** Activity **
Search the data below for the word "supplied" and copy each line that holds it.

Records from a data source
◆ ◆ ◆

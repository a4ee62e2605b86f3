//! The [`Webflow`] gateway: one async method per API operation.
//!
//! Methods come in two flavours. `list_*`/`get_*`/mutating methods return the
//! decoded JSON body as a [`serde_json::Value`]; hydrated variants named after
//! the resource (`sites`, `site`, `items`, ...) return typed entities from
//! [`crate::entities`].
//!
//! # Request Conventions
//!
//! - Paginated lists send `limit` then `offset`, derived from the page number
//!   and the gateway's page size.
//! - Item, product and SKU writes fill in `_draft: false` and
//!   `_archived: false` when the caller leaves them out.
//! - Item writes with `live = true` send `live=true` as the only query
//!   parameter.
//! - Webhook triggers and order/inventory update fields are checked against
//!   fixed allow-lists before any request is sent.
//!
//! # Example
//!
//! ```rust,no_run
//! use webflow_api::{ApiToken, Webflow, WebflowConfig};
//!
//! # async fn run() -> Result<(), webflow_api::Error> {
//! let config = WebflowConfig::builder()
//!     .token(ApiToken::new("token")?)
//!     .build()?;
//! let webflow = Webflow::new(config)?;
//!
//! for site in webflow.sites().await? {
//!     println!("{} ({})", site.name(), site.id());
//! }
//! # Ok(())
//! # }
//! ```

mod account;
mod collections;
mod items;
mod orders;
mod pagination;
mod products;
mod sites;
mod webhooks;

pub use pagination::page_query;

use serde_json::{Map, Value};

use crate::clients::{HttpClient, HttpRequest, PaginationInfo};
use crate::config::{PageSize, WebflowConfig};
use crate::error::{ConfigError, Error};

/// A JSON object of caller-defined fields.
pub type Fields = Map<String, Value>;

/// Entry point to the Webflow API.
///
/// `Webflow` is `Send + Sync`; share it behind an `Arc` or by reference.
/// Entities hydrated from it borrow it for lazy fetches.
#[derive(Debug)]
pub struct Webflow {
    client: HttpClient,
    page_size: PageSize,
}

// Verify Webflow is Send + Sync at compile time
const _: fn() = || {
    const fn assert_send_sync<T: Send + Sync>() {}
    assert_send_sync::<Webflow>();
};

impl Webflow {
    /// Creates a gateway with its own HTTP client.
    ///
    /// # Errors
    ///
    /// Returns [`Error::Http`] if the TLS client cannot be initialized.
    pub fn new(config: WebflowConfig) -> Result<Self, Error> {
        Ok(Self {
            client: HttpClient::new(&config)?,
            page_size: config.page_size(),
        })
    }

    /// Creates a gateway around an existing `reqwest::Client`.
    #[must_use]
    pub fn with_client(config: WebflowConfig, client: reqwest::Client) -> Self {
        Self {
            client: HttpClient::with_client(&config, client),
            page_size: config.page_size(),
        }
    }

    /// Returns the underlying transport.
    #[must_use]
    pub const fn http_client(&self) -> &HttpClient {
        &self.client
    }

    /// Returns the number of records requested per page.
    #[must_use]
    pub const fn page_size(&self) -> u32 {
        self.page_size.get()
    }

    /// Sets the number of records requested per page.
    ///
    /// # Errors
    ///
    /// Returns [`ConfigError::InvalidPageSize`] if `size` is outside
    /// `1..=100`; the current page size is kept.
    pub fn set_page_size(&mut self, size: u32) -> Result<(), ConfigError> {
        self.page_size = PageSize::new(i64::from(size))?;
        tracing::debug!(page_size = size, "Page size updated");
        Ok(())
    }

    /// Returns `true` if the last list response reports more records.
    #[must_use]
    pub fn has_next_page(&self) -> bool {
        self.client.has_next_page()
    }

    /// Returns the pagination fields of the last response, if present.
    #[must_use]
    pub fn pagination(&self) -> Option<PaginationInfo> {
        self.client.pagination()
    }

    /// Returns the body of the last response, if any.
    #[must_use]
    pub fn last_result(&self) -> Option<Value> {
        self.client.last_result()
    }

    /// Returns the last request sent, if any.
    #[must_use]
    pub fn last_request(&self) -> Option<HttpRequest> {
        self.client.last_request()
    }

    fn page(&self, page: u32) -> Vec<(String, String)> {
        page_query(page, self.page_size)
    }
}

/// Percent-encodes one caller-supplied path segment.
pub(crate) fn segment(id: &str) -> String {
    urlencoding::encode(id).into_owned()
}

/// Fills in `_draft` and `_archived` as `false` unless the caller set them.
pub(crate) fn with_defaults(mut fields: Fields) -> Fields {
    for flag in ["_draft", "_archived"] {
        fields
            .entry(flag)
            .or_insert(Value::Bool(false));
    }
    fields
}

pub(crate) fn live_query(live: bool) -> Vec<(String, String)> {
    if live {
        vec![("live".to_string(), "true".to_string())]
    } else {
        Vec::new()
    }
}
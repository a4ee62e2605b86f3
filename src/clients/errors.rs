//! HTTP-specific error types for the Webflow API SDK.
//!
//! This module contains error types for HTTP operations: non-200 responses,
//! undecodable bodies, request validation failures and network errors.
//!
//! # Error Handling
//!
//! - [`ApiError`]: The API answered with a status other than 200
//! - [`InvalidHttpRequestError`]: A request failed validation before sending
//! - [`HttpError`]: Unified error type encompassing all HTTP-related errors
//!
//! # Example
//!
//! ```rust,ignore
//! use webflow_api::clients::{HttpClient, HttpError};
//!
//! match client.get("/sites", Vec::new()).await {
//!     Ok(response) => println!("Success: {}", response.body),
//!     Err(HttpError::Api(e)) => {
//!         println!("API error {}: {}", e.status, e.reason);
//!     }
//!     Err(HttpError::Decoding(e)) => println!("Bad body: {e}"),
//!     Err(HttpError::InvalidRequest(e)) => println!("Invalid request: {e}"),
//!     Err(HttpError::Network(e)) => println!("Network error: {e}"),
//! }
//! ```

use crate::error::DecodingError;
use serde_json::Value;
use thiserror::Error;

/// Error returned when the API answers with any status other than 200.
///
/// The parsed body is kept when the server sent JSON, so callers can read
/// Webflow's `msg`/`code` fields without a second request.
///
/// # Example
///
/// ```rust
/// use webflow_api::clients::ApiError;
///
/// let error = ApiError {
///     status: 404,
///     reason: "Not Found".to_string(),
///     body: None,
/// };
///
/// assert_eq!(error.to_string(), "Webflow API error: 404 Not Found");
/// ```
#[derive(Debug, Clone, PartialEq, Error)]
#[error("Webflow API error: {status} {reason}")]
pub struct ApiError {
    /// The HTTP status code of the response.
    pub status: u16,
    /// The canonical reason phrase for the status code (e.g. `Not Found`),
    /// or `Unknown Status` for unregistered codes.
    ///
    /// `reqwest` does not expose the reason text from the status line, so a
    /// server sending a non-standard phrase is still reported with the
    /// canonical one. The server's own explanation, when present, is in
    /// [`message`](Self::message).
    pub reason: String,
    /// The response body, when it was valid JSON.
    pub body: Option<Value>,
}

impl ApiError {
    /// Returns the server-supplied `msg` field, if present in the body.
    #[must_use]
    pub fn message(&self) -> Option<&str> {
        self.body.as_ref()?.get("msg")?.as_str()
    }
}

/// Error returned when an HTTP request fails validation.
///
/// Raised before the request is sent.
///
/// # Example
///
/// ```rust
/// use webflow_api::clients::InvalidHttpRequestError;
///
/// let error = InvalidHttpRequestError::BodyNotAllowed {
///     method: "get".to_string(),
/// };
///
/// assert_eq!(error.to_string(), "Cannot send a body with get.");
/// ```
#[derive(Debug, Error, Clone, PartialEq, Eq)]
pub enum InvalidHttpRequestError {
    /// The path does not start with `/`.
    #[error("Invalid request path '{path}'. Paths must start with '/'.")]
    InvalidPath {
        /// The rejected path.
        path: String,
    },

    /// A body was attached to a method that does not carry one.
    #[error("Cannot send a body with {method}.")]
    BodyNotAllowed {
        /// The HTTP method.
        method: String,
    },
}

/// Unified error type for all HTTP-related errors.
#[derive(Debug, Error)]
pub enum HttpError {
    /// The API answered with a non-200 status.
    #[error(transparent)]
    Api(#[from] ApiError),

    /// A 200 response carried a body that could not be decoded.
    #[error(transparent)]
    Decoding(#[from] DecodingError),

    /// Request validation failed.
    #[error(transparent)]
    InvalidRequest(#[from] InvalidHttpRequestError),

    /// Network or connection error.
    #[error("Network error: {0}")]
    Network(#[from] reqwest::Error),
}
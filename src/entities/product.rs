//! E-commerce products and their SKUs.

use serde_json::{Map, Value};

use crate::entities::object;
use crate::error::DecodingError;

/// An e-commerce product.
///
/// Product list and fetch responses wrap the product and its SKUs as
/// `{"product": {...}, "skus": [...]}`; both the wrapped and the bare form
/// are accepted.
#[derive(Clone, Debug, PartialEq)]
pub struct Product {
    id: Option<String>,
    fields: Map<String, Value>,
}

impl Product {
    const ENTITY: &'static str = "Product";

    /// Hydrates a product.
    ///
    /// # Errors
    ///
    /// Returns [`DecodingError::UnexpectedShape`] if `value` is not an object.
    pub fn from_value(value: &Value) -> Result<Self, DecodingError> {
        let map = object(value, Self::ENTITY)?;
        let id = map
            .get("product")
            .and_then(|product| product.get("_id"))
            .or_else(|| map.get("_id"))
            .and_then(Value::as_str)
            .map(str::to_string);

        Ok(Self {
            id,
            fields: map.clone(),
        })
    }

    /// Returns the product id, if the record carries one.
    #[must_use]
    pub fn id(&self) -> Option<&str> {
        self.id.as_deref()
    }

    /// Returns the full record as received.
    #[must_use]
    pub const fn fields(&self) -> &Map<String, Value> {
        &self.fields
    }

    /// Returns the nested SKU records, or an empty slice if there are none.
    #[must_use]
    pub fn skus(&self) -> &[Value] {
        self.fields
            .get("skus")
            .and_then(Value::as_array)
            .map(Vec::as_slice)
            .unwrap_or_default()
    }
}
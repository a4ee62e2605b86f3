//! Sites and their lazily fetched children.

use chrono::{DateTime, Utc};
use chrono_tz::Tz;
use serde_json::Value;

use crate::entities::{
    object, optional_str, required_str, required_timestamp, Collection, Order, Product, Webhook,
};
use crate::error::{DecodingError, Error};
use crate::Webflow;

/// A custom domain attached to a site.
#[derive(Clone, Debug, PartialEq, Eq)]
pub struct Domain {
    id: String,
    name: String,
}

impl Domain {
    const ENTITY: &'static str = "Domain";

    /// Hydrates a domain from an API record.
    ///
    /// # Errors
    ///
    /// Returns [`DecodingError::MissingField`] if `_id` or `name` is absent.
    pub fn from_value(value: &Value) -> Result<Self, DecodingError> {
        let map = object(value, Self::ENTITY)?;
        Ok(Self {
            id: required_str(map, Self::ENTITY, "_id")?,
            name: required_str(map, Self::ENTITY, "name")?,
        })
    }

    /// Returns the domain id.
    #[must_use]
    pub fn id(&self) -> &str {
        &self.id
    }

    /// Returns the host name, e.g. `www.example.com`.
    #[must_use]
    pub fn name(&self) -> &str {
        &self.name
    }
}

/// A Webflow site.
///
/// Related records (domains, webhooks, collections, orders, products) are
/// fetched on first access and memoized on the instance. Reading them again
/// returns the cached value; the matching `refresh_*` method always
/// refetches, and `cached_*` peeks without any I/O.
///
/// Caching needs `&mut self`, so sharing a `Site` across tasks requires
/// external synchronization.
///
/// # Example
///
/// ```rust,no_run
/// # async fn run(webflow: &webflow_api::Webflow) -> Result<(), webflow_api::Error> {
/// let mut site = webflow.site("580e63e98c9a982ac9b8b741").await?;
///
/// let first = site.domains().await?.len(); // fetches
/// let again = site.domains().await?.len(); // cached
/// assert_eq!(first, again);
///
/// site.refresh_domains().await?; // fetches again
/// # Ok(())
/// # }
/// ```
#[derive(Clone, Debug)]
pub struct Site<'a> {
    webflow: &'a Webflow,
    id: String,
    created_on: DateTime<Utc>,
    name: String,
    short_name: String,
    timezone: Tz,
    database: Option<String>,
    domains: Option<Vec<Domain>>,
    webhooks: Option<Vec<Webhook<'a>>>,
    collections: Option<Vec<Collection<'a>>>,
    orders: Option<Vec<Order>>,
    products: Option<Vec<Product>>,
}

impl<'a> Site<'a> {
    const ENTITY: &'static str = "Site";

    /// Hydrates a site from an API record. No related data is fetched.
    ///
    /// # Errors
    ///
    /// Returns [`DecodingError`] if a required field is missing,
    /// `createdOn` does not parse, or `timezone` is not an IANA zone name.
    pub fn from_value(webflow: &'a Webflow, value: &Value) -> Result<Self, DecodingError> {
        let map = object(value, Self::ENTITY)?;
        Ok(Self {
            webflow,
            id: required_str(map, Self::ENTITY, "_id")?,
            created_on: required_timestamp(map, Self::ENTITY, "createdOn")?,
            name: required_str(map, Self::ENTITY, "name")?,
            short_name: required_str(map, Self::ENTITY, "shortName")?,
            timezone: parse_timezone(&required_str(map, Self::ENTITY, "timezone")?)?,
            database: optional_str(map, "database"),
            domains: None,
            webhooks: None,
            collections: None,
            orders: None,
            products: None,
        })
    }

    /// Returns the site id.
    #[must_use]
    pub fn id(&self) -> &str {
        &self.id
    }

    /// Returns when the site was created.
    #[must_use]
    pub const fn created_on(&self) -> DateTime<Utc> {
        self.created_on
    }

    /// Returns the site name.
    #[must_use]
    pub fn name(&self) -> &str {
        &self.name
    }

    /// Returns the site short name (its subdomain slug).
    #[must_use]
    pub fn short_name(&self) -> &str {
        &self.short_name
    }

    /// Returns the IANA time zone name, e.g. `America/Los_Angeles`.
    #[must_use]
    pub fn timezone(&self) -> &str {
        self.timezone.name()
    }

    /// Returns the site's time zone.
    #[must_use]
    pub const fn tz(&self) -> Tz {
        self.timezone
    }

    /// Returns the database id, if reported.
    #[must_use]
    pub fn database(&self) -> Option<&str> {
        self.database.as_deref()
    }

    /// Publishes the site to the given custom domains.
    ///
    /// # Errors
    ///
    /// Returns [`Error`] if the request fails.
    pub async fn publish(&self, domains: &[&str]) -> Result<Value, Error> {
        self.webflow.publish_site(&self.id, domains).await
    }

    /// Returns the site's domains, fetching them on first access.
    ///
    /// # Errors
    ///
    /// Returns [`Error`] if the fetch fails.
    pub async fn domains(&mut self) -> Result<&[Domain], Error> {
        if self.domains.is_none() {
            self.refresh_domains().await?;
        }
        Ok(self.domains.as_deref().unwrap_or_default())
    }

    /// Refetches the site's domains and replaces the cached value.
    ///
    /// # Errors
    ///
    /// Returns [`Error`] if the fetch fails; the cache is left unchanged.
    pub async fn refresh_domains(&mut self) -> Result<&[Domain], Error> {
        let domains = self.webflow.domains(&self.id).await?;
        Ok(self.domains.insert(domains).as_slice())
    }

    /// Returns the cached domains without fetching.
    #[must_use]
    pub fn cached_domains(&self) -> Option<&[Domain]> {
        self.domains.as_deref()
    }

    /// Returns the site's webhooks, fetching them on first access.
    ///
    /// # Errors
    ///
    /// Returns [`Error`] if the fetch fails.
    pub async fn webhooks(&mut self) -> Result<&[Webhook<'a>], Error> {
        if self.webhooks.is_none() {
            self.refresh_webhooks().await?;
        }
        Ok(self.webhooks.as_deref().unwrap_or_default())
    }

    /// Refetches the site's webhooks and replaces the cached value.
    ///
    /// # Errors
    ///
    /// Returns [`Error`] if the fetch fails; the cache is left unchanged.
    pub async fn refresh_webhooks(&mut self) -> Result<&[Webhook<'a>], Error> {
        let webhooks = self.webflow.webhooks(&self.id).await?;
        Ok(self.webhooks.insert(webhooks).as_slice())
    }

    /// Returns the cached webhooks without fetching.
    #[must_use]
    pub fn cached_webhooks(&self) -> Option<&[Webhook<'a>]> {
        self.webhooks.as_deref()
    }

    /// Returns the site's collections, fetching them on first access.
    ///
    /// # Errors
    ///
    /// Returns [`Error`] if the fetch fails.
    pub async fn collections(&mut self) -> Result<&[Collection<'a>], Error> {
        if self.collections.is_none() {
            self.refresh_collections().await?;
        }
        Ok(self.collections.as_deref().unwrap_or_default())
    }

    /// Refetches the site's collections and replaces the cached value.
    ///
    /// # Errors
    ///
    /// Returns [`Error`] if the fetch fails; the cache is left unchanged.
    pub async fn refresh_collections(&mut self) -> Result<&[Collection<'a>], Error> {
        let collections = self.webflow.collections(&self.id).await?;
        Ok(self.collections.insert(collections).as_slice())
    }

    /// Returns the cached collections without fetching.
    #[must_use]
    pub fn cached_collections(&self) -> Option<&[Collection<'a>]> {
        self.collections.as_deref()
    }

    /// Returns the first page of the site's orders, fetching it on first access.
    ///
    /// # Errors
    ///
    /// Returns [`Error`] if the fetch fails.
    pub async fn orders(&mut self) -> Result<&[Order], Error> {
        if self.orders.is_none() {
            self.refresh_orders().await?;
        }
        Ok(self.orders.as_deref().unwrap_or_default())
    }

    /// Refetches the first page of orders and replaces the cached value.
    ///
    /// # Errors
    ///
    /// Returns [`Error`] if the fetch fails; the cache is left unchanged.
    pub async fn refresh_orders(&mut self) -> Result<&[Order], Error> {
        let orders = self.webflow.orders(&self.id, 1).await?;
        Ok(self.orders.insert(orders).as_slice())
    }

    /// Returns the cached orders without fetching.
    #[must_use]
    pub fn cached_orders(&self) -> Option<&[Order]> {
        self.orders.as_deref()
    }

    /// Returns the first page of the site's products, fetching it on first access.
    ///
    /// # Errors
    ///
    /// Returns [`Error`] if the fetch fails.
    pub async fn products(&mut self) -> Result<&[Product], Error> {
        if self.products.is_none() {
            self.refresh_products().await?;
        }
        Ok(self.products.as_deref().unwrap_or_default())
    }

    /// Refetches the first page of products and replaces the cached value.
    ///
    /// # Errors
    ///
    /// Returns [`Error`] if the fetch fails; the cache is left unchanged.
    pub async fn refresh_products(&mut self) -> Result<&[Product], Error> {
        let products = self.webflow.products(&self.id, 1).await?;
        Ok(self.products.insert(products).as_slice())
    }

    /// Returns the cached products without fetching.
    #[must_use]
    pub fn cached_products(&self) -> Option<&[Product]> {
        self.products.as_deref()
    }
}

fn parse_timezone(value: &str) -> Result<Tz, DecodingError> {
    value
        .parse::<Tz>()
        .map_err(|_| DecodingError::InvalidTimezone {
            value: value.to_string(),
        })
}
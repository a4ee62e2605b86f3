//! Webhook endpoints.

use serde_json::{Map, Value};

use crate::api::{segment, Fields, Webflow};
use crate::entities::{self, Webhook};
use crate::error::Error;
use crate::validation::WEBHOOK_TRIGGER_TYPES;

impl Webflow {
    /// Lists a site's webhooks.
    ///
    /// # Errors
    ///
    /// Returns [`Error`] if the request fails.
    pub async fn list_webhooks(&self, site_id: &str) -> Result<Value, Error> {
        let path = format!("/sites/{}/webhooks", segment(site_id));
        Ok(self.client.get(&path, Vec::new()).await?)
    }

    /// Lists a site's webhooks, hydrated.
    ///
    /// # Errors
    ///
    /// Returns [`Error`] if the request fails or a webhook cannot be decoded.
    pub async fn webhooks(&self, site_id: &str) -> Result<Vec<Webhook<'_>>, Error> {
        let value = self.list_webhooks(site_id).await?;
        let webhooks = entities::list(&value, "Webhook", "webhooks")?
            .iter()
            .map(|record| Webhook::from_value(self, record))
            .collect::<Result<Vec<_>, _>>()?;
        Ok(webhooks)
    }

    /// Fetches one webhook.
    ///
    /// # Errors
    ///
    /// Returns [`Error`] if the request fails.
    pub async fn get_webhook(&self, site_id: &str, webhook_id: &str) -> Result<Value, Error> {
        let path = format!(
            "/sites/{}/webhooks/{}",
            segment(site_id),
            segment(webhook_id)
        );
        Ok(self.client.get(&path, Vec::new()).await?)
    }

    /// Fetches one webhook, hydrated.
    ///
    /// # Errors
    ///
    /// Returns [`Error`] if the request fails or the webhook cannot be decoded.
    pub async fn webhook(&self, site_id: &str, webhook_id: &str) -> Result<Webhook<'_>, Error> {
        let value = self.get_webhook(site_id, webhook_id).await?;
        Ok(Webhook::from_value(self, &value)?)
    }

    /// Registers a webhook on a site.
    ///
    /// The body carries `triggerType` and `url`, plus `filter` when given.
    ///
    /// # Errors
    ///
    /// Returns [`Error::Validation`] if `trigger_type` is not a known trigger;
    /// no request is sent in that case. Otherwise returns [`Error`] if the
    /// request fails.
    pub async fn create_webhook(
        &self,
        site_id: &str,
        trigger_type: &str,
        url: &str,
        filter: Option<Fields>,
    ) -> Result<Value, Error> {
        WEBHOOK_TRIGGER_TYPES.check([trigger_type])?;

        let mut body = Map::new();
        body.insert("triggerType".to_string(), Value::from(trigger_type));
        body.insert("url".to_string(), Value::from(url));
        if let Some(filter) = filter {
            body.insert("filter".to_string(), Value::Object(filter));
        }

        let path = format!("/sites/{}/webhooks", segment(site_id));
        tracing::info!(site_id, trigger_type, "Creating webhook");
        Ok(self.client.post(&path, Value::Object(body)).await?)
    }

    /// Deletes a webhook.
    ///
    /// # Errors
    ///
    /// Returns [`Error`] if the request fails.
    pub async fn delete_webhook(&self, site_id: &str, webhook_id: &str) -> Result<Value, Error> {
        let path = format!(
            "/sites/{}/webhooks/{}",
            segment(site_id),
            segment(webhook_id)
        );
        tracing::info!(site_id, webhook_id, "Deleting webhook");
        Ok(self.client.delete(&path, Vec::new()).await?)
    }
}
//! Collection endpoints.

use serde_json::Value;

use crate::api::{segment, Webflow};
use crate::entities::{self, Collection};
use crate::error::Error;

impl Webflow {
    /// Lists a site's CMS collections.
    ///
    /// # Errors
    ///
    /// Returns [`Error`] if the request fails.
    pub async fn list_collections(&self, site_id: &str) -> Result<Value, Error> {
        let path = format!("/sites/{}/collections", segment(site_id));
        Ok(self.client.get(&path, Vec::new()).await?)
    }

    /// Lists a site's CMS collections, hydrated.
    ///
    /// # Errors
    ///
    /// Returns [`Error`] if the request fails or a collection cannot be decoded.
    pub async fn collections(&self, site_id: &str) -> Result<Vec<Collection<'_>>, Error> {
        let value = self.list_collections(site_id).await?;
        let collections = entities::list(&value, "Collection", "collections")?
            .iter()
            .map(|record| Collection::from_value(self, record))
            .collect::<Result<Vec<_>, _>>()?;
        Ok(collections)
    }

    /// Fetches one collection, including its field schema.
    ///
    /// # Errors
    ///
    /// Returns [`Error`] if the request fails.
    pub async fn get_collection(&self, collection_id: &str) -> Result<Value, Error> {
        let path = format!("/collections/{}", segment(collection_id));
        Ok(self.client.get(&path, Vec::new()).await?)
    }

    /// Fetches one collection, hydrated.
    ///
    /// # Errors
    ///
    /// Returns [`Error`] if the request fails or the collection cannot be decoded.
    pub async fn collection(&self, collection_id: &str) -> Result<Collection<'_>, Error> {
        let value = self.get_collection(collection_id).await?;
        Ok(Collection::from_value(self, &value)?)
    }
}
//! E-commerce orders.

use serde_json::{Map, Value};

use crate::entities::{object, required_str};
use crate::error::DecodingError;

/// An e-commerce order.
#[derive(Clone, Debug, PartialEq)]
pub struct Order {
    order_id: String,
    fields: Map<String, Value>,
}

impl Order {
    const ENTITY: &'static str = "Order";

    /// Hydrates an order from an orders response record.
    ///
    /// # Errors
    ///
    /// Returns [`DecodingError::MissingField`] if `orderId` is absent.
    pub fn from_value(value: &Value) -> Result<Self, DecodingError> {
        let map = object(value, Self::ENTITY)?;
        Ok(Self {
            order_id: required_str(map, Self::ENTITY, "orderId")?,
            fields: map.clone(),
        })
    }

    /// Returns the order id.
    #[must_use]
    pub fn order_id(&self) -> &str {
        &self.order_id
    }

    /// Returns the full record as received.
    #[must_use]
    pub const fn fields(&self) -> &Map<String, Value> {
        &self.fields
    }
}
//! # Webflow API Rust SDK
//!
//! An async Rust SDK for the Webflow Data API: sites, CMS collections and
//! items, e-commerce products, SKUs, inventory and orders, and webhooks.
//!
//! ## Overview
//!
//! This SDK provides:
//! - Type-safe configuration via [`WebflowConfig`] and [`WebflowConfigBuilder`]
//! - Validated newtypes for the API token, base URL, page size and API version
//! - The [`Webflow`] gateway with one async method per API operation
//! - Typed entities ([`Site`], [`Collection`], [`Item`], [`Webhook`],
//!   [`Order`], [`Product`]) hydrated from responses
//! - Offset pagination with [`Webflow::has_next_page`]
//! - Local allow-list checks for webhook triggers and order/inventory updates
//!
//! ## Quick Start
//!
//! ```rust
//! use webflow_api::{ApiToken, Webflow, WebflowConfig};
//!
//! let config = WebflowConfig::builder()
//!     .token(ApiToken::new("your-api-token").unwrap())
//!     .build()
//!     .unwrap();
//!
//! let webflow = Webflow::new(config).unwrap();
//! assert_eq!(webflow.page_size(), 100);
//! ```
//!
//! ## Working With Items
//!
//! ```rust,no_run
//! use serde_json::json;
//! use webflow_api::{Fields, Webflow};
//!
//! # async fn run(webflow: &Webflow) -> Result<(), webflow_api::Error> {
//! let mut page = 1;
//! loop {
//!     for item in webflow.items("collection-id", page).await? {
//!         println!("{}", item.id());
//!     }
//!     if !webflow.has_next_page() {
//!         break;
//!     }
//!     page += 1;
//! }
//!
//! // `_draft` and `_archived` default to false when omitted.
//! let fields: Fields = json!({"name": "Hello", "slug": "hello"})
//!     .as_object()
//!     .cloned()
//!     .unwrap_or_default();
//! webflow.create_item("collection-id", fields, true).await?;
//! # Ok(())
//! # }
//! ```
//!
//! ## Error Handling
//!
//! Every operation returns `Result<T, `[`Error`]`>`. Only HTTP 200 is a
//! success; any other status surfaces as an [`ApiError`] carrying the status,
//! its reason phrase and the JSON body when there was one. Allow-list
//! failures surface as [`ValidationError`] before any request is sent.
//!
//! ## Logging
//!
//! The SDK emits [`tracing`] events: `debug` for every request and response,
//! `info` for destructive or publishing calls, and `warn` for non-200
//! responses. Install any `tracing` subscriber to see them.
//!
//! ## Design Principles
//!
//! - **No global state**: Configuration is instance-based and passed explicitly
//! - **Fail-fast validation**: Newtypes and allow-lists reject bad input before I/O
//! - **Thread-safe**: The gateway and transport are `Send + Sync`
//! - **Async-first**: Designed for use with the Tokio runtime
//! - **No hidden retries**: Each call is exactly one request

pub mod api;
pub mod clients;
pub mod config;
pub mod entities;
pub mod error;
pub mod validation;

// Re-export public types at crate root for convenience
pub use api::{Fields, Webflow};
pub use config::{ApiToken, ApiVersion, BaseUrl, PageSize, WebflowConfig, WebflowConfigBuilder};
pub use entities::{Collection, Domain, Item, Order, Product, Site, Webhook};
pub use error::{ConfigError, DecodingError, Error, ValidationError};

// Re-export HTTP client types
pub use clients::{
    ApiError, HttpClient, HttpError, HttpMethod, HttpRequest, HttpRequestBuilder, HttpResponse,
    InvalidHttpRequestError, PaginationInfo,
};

◆ ◆ ◆

** Expected answer **
/// Percent-encodes one caller-supplied path segment.
    /// Returns the server-supplied `msg` field, if present in the body.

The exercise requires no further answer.